**Your assignment**. In the listing below, the lines starting with the line with "pub async fn list(&self, offset: u64, limit: u64)" and going on through the line with "Total user count." are to be reproduced exactly, and only those.

**Provided material**.

-------

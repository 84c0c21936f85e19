//! Common utilities and shared types for arcana.
//!
//! This crate provides foundational components used across all arcana crates:
//!
//! - **Configuration**: Application settings via [`Config`]
//! - **Error handling**: Unified error types via [`AppError`] and [`AppResult`]
//! - **ID Generation**: ULID-based unique identifiers via [`IdGenerator`]
//!
//! # Example
//!
//! ```no_run
//! use arcana_common::{Config, IdGenerator, AppResult};
//!
//! fn example() -> AppResult<()> {
//!     let config = Config::load()?;
//!     let id_gen = IdGenerator::new();
//!     let id = id_gen.generate();
//!     println!("Generated ID: {}", id);
//!     Ok(())
//! }
//! ```

pub mod config;
pub mod error;
pub mod id;

pub use config::Config;
pub use error::{AppError, AppResult};
pub use id::IdGenerator;
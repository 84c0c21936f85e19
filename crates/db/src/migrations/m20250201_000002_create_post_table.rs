//! Create post table migration.

use sea_orm_migration::prelude::*;

#[derive(DeriveMigrationName)]
pub struct Migration;

#[async_trait::async_trait]
impl MigrationTrait for Migration {
    async fn up(&self, manager: &SchemaManager) -> Result<(), DbErr> {
        manager
            .create_table(
                Table::create()
                    .table(Post::Table)
                    .if_not_exists()
                    .col(
                        ColumnDef::new(Post::Id)
                            .string_len(32)
                            .not_null()
                            .primary_key(),
                    )
                    .col(ColumnDef::new(Post::AuthorId).string_len(32).not_null())
                    .col(ColumnDef::new(Post::Title).string_len(255).not_null())
                    .col(ColumnDef::new(Post::PreviewText).text().not_null())
                    .col(ColumnDef::new(Post::Content).text().not_null())
                    .col(ColumnDef::new(Post::PreviewImage).text().null())
                    .col(
                        ColumnDef::new(Post::Rating)
                            .double()
                            .not_null()
                            .default(0.0),
                    )
                    .col(
                        ColumnDef::new(Post::CommentsCount)
                            .integer()
                            .not_null()
                            .default(0),
                    )
                    .col(
                        ColumnDef::new(Post::ViewsCount)
                            .big_integer()
                            .not_null()
                            .default(0),
                    )
                    .col(ColumnDef::new(Post::Category).string_len(20).not_null())
                    .col(
                        ColumnDef::new(Post::Accessibility)
                            .string_len(20)
                            .not_null(),
                    )
                    .col(
                        ColumnDef::new(Post::IsPublished)
                            .boolean()
                            .not_null()
                            .default(true),
                    )
                    .col(
                        ColumnDef::new(Post::CreatedAt)
                            .timestamp_with_time_zone()
                            .not_null()
                            .default(Expr::current_timestamp()),
                    )
                    .col(
                        ColumnDef::new(Post::UpdatedAt)
                            .timestamp_with_time_zone()
                            .null(),
                    )
                    .foreign_key(
                        ForeignKey::create()
                            .name("fk_post_author")
                            .from(Post::Table, Post::AuthorId)
                            .to(User::Table, User::Id)
                            .on_delete(ForeignKeyAction::Cascade),
                    )
                    .to_owned(),
            )
            .await?;

        // Index: author_id + is_published (author aggregator scans)
        manager
            .create_index(
                Index::create()
                    .name("idx_post_author_published")
                    .table(Post::Table)
                    .col(Post::AuthorId)
                    .col(Post::IsPublished)
                    .to_owned(),
            )
            .await?;

        // Index: category (listing filter)
        manager
            .create_index(
                Index::create()
                    .name("idx_post_category")
                    .table(Post::Table)
                    .col(Post::Category)
                    .to_owned(),
            )
            .await?;

        // Index: created_at (default listing order)
        manager
            .create_index(
                Index::create()
                    .name("idx_post_created_at")
                    .table(Post::Table)
                    .col(Post::CreatedAt)
                    .to_owned(),
            )
            .await?;

        // Index: rating (top-posts listing)
        manager
            .create_index(
                Index::create()
                    .name("idx_post_rating")
                    .table(Post::Table)
                    .col(Post::Rating)
                    .to_owned(),
            )
            .await?;

        Ok(())
    }

    async fn down(&self, manager: &SchemaManager) -> Result<(), DbErr> {
        manager
            .drop_table(Table::drop().table(Post::Table).to_owned())
            .await
    }
}

#[derive(Iden)]
enum Post {
    Table,
    Id,
    AuthorId,
    Title,
    PreviewText,
    Content,
    PreviewImage,
    Rating,
    CommentsCount,
    ViewsCount,
    Category,
    Accessibility,
    IsPublished,
    CreatedAt,
    UpdatedAt,
}

#[derive(Iden)]
enum User {
    Table,
    Id,
}
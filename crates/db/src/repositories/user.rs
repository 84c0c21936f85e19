//! User repository.

use std::sync::Arc;

use crate::entities::{User, user};
use arcana_common::{AppError, AppResult};
use sea_orm::sea_query::Expr;
use sea_orm::{
    ActiveModelTrait, ColumnTrait, DatabaseConnection, EntityTrait, PaginatorTrait, QueryFilter,
    QueryOrder, QuerySelect,
};

/// User repository for database operations.
#[derive(Clone)]
pub struct UserRepository {
    db: Arc<DatabaseConnection>,
}

impl UserRepository {
    /// Create a new user repository.
    #[must_use]
    pub const fn new(db: Arc<DatabaseConnection>) -> Self {
        Self { db }
    }

    /// Find a user by ID.
    pub async fn find_by_id(&self, id: &str) -> AppResult<Option<user::Model>> {
        User::find_by_id(id)
            .one(self.db.as_ref())
            .await
            .map_err(|e| AppError::Database(e.to_string()))
    }

    /// Get a user by ID, failing if absent.
    pub async fn get_by_id(&self, id: &str) -> AppResult<user::Model> {
        self.find_by_id(id)
            .await?
            .ok_or_else(|| AppError::UserNotFound(id.to_string()))
    }

    /// Find a user by email.
    pub async fn find_by_email(&self, email: &str) -> AppResult<Option<user::Model>> {
        User::find()
            .filter(user::Column::Email.eq(email))
            .one(self.db.as_ref())
            .await
            .map_err(|e| AppError::Database(e.to_string()))
    }

    /// Find a user by auth token.
    pub async fn find_by_token(&self, token: &str) -> AppResult<Option<user::Model>> {
        User::find()
            .filter(user::Column::Token.eq(token))
            .one(self.db.as_ref())
            .await
            .map_err(|e| AppError::Database(e.to_string()))
    }

    /// Find a user by email verification token.
    pub async fn find_by_verification_token(&self, token: &str) -> AppResult<Option<user::Model>> {
        User::find()
            .filter(user::Column::EmailVerificationToken.eq(token))
            .one(self.db.as_ref())
            .await
            .map_err(|e| AppError::Database(e.to_string()))
    }

    /// Find a user by password reset token.
    pub async fn find_by_reset_token(&self, token: &str) -> AppResult<Option<user::Model>> {
        User::find()
            .filter(user::Column::PasswordResetToken.eq(token))
            .one(self.db.as_ref())
            .await
            .map_err(|e| AppError::Database(e.to_string()))
    }

    /// Create a new user.
    pub async fn create(&self, model: user::ActiveModel) -> AppResult<user::Model> {
        model
            .insert(self.db.as_ref())
            .await
            .map_err(|e| AppError::Database(e.to_string()))
    }

    /// Update a user.
    pub async fn update(&self, model: user::ActiveModel) -> AppResult<user::Model> {
        model
            .update(self.db.as_ref())
            .await
            .map_err(|e| AppError::Database(e.to_string()))
    }

    /// Write the aggregated author rating (single-field update).
    pub async fn set_rating(&self, user_id: &str, rating: i32) -> AppResult<()> {
        User::update_many()
            .col_expr(user::Column::Rating, Expr::value(rating))
            .filter(user::Column::Id.eq(user_id))
            .exec(self.db.as_ref())
            .await
            .map_err(|e| AppError::Database(e.to_string()))?;
        Ok(())
    }

    /// Top users by scaled rating.
    pub async fn find_top(&self, limit: u64) -> AppResult<Vec<user::Model>> {
        User::find()
            .order_by_desc(user::Column::Rating)
            .limit(limit)
            .all(self.db.as_ref())
            .await
            .map_err(|e| AppError::Database(e.to_string()))
    }

    /// List users, paginated (back-office).
    pub async fn list(&self, offset: u64, limit: u64) -> AppResult<Vec<user::Model>> {
        User::find()
            .order_by_desc(user::Column::CreatedAt)
            .offset(offset)
            .limit(limit)
            .all(self.db.as_ref())
            .await
            .map_err(|e| AppError::Database(e.to_string()))
    }

    /// Total user count.
    pub async fn count(&self) -> AppResult<u64> {
        User::find()
            .count(self.db.as_ref())
            .await
            .map_err(|e| AppError::Database(e.to_string()))
    }
}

-------

**Exercise output**.
    pub async fn list(&self, offset: u64, limit: u64) -> AppResult<Vec<user::Model>> {
        User::find()
            .order_by_desc(user::Column::CreatedAt)
            .offset(offset)
            .limit(limit)
            .all(self.db.as_ref())
            .await
            .map_err(|e| AppError::Database(e.to_string()))
    }

    /// Total user count.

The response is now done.